Historical population
| Census | Pop. | Note | %± |
|---|---|---|---|
| 1930 | 455 |  | — |
| 1940 | 462 |  | 1.5% |
| 1950 | 559 |  | 21.0% |
| 1960 | 686 |  | 22.7% |
| 1970 | 963 |  | 40.4% |
| 1980 | 1,546 |  | 60.5% |
| 1990 | 2,671 |  | 72.8% |
| 2000 | 2,797 |  | 4.7% |
| 2010 | 3,139 |  | 12.2% |
| 2020 | 3,179 |  | 1.3% |

==Climate==
London Britain has a hot-summer humid continental climate (Dfa) bordering on a humid subtropical climate (Cfa). The hardiness zone is 7a.
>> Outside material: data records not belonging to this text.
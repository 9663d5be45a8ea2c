//! Query resolution and ranking against a frozen [`SearchIndex`].

use ahash::{AHashMap, AHashSet};
use std::collections::BTreeMap;
use std::sync::Arc;

use crate::error::Result;
use crate::index::SearchIndex;
use crate::postings::{DocId, PostingList};
use crate::scoring::{
    OBJECT_EXACT_WEIGHT, OBJECT_SUFFIX_WEIGHT, TITLE_PHRASE_BONUS, term_weight,
};

/// How a result was matched: through the term index, or through a named
/// object entry.
#[derive(Debug, Clone, PartialEq, Eq)]
pub enum MatchKind {
    Text,
    Object { label: String, kind: String },
}

/// One ranked search result.
#[derive(Debug, Clone, PartialEq, Eq)]
pub struct SearchHit {
    pub doc: DocId,
    pub docname: String,
    pub title: String,
    pub score: u32,
    pub kind: MatchKind,
}

/// Read-only query handle over a shared index.
///
/// Holds the domain versions this engine was built against; every search
/// verifies the index stamp before touching postings, so an engine can never
/// return results computed from an incompatible index. Cloning is cheap and
/// searchers may run concurrently from any number of threads.
#[derive(Clone)]
pub struct Searcher {
    index: Arc<SearchIndex>,
    expected: BTreeMap<String, u32>,
}

impl Searcher {
    pub fn new(index: Arc<SearchIndex>, expected: BTreeMap<String, u32>) -> Self {
        Self { index, expected }
    }

    pub fn index(&self) -> &SearchIndex {
        &self.index
    }

    /// Resolves a raw query string to a ranked result list.
    ///
    /// Query text runs through the index's own tokenizer, so normalization is
    /// identical to build time. Multi-token queries AND across tokens: a
    /// document must contribute for every token or it is excluded outright.
    /// Tokens with no exact term fall back to a bounded prefix scan at lower
    /// weight. Object matches merge in above text matches. An empty query is
    /// an empty result, not an error.
    pub fn search(&self, raw: &str) -> Result<Vec<SearchHit>> {
        self.index.stamp().ensure_compatible(&self.expected)?;

        let tokens = self.index.tokenizer().tokenize(raw);
        let mut hits = self.object_hits(raw);
        if let Some(candidates) = self.text_candidates(&tokens)? {
            let needle = raw.trim().to_lowercase();
            for (doc, mut score) in candidates {
                let Some(document) = self.index.document(doc) else {
                    continue;
                };
                if title_contains_phrase(&document.title, &needle) {
                    score += TITLE_PHRASE_BONUS;
                }
                hits.push(SearchHit {
                    doc,
                    docname: document.docname.clone(),
                    title: document.title.clone(),
                    score,
                    kind: MatchKind::Text,
                });
            }
        }

        sort_hits(&mut hits);
        tracing::debug!(query = raw, tokens = tokens.len(), hits = hits.len(), "search resolved");
        Ok(hits)
    }

    /// Per-document summed scores for documents matching every token, or
    /// `None` when some token matches nothing at all (which empties the AND).
    fn text_candidates(&self, tokens: &[String]) -> Result<Option<AHashMap<DocId, u32>>> {
        let mut combined: Option<AHashMap<DocId, u32>> = None;
        for token in tokens {
            let weights = self.token_weights(token)?;
            if weights.is_empty() {
                return Ok(None);
            }
            combined = Some(match combined {
                None => weights,
                Some(acc) => acc
                    .into_iter()
                    .filter_map(|(doc, score)| {
                        weights.get(&doc).map(|w| (doc, score + w))
                    })
                    .collect(),
            });
            if combined.as_ref().is_some_and(|acc| acc.is_empty()) {
                return Ok(None);
            }
        }
        Ok(combined)
    }

    /// Best per-document weight for one query token: exact postings when the
    /// term is interned, otherwise the union of all prefix-matching terms at
    /// partial weight. Multiple prefix expansions contribute their max, not
    /// their sum.
    fn token_weights(&self, token: &str) -> Result<AHashMap<DocId, u32>> {
        let mut weights = AHashMap::new();
        if let Some(term) = self.index.interner().get(token) {
            accumulate(&mut weights, self.index.postings().postings(term), true);
        }
        if weights.is_empty() {
            let expansions = self.index.terms_with_prefix(token);
            for &term in expansions {
                accumulate(&mut weights, self.index.postings().postings(term), false);
            }
            if !expansions.is_empty() {
                let first = self.index.interner().resolve(expansions[0])?;
                tracing::debug!(
                    token,
                    expansions = expansions.len(),
                    first,
                    "prefix fallback"
                );
            }
        }
        Ok(weights)
    }

    /// Object-index hits for the raw query: the whole trimmed query plus each
    /// whitespace word, un-stemmed since qualified names are not prose.
    fn object_hits(&self, raw: &str) -> Vec<SearchHit> {
        let mut needles: Vec<&str> = raw.split_whitespace().collect();
        let trimmed = raw.trim();
        if needles.len() > 1 {
            needles.push(trimmed);
        }

        let mut seen: AHashSet<(DocId, String)> = AHashSet::new();
        let mut hits = Vec::new();
        for needle in needles {
            for hit in self.index.objects().lookup(needle) {
                let entry = hit.entry;
                if !seen.insert((entry.doc, entry.label.clone())) {
                    continue;
                }
                let Some(document) = self.index.document(entry.doc) else {
                    continue;
                };
                let base = if hit.exact {
                    OBJECT_EXACT_WEIGHT
                } else {
                    OBJECT_SUFFIX_WEIGHT
                };
                hits.push(SearchHit {
                    doc: entry.doc,
                    docname: document.docname.clone(),
                    title: document.title.clone(),
                    score: base.saturating_sub(entry.priority),
                    kind: MatchKind::Object {
                        label: entry.label.clone(),
                        kind: entry.kind.clone(),
                    },
                });
            }
        }
        hits
    }
}

/// Whether the raw query occurs verbatim in the title at word boundaries.
///
/// An in-word substring does not count ("par" inside "Parser"), otherwise
/// every prefix-fallback hit on a title term would collect the phrase bonus
/// too.
fn title_contains_phrase(title: &str, needle: &str) -> bool {
    if needle.is_empty() {
        return false;
    }
    let title = title.to_lowercase();
    let mut start = 0;
    while let Some(pos) = title[start..].find(needle) {
        let begin = start + pos;
        let end = begin + needle.len();
        let left_clear = title[..begin]
            .chars()
            .next_back()
            .is_none_or(|c| !c.is_alphanumeric());
        let right_clear = title[end..]
            .chars()
            .next()
            .is_none_or(|c| !c.is_alphanumeric());
        if left_clear && right_clear {
            return true;
        }
        start = end;
    }
    false
}

/// Folds one posting list into a per-document weight map, keeping the best
/// weight seen for each document.
fn accumulate(weights: &mut AHashMap<DocId, u32>, postings: &PostingList, exact: bool) {
    for &doc in postings.title_docs().iter().chain(postings.body_docs()) {
        if let Some(weight) = term_weight(postings, doc, exact) {
            let slot = weights.entry(doc).or_insert(0);
            *slot = (*slot).max(weight);
        }
    }
}

/// Deterministic result order: score descending, docid ascending, object
/// hits before text hits at equal score, label as the final tie-break.
fn sort_hits(hits: &mut [SearchHit]) {
    hits.sort_by(|a, b| {
        b.score
            .cmp(&a.score)
            .then(a.doc.cmp(&b.doc))
            .then_with(|| kind_rank(&a.kind).cmp(&kind_rank(&b.kind)))
            .then_with(|| kind_label(&a.kind).cmp(kind_label(&b.kind)))
    });
}

fn kind_rank(kind: &MatchKind) -> u8 {
    match kind {
        MatchKind::Object { .. } => 0,
        MatchKind::Text => 1,
    }
}

fn kind_label(kind: &MatchKind) -> &str {
    match kind {
        MatchKind::Object { label, .. } => label,
        MatchKind::Text => "",
    }
}

#[cfg(test)]
mod tests {
    use super::*;
    use assert2::check;

    fn hit(doc: DocId, score: u32, kind: MatchKind) -> SearchHit {
        SearchHit {
            doc,
            docname: format!("doc{doc}"),
            title: String::new(),
            score,
            kind,
        }
    }

    #[test]
    fn phrase_match_requires_word_boundaries() {
        check!(title_contains_phrase("Parser API", "parser"));
        check!(title_contains_phrase("Fox Facts", "fox facts"));
        check!(title_contains_phrase("The Parser", "parser"));
        // in-word substrings do not count
        check!(!title_contains_phrase("Parser API", "par"));
        check!(!title_contains_phrase("Unfoxed", "fox"));
        check!(!title_contains_phrase("Anything", ""));
    }

    #[test]
    fn sort_is_score_then_docid_then_kind() {
        let object = MatchKind::Object {
            label: "x".to_string(),
            kind: "function".to_string(),
        };
        let mut hits = vec![
            hit(3, 5, MatchKind::Text),
            hit(1, 5, MatchKind::Text),
            hit(1, 5, object.clone()),
            hit(0, 20, MatchKind::Text),
        ];
        sort_hits(&mut hits);
        check!(hits[0].doc == 0);
        check!(hits[1].doc == 1 && hits[1].kind == object);
        check!(hits[2].doc == 1 && hits[2].kind == MatchKind::Text);
        check!(hits[3].doc == 3);
    }
}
Climate data for London Britain (Elevation: 167 ft (51 m)) 1981-2010 Averages
| Month | Jan | Feb | Mar | Apr | May | Jun | Jul | Aug | Sep | Oct | Nov | Dec | Year |
| Mean daily maximum °F (°C) | 40.4 (4.7) | 43.4 (6.3) | 52.2 (11.2) | 64.1 (17.8) | 73.6 (23.1) | 82.5 (28.1) | 86.7 (30.4) | 85.0 (29.4) | 77.9 (25.5) | 66.6 (19.2) | 55.5 (13.1) | 44.3 (6.8) | 64.4 (18.0) |
| Daily mean °F (°C) | 31.9 (−0.1) | 34.5 (1.4) | 42.2 (5.7) | 52.8 (11.6) | 62.4 (16.9) | 71.7 (22.1) | 76.1 (24.5) | 74.6 (23.7) | 67.3 (19.6) | 55.8 (13.2) | 46.0 (7.8) | 36.1 (2.3) | 54.4 (12.4) |
| Mean daily minimum °F (°C) | 23.5 (−4.7) | 25.6 (−3.6) | 32.2 (0.1) | 41.5 (5.3) | 51.3 (10.7) | 61.0 (16.1) | 65.6 (18.7) | 64.2 (17.9) | 56.8 (13.8) | 44.9 (7.2) | 36.4 (2.4) | 27.9 (−2.3) | 44.3 (6.8) |
| Average precipitation inches (mm) | 3.30 (84) | 2.79 (71) | 4.21 (107) | 3.72 (94) | 4.18 (106) | 4.05 (103) | 4.66 (118) | 3.66 (93) | 4.48 (114) | 3.49 (89) | 3.50 (89) | 3.73 (95) | 45.77 (1,163) |
| Average relative humidity (%) | 66.8 | 63.3 | 59.0 | 58.6 | 62.7 | 66.6 | 68.1 | 69.6 | 71.1 | 69.3 | 67.9 | 68.1 | 65.9 |
| Average dew point °F (°C) | 22.1 (−5.5) | 23.3 (−4.8) | 28.9 (−1.7) | 38.7 (3.7) | 49.5 (9.7) | 60.0 (15.6) | 64.8 (18.2) | 64.0 (17.8) | 57.6 (14.2) | 45.9 (7.7) | 36.0 (2.2) | 26.6 (−3.0) | 43.2 (6.2) |
Source: PRISM

==Transportation==

As of 2020, there were 42.70 mi of public roads in London Britain Township, of which 2.61 mi were maintained by the Pennsylvania Department of Transportation (PennDOT) and 40.09 mi were maintained by the township.

Pennsylvania Route 896 is the only numbered highway serving London Britain Township. It follows New London Road along a northwest–southeast alignment across the southwestern portion of the township.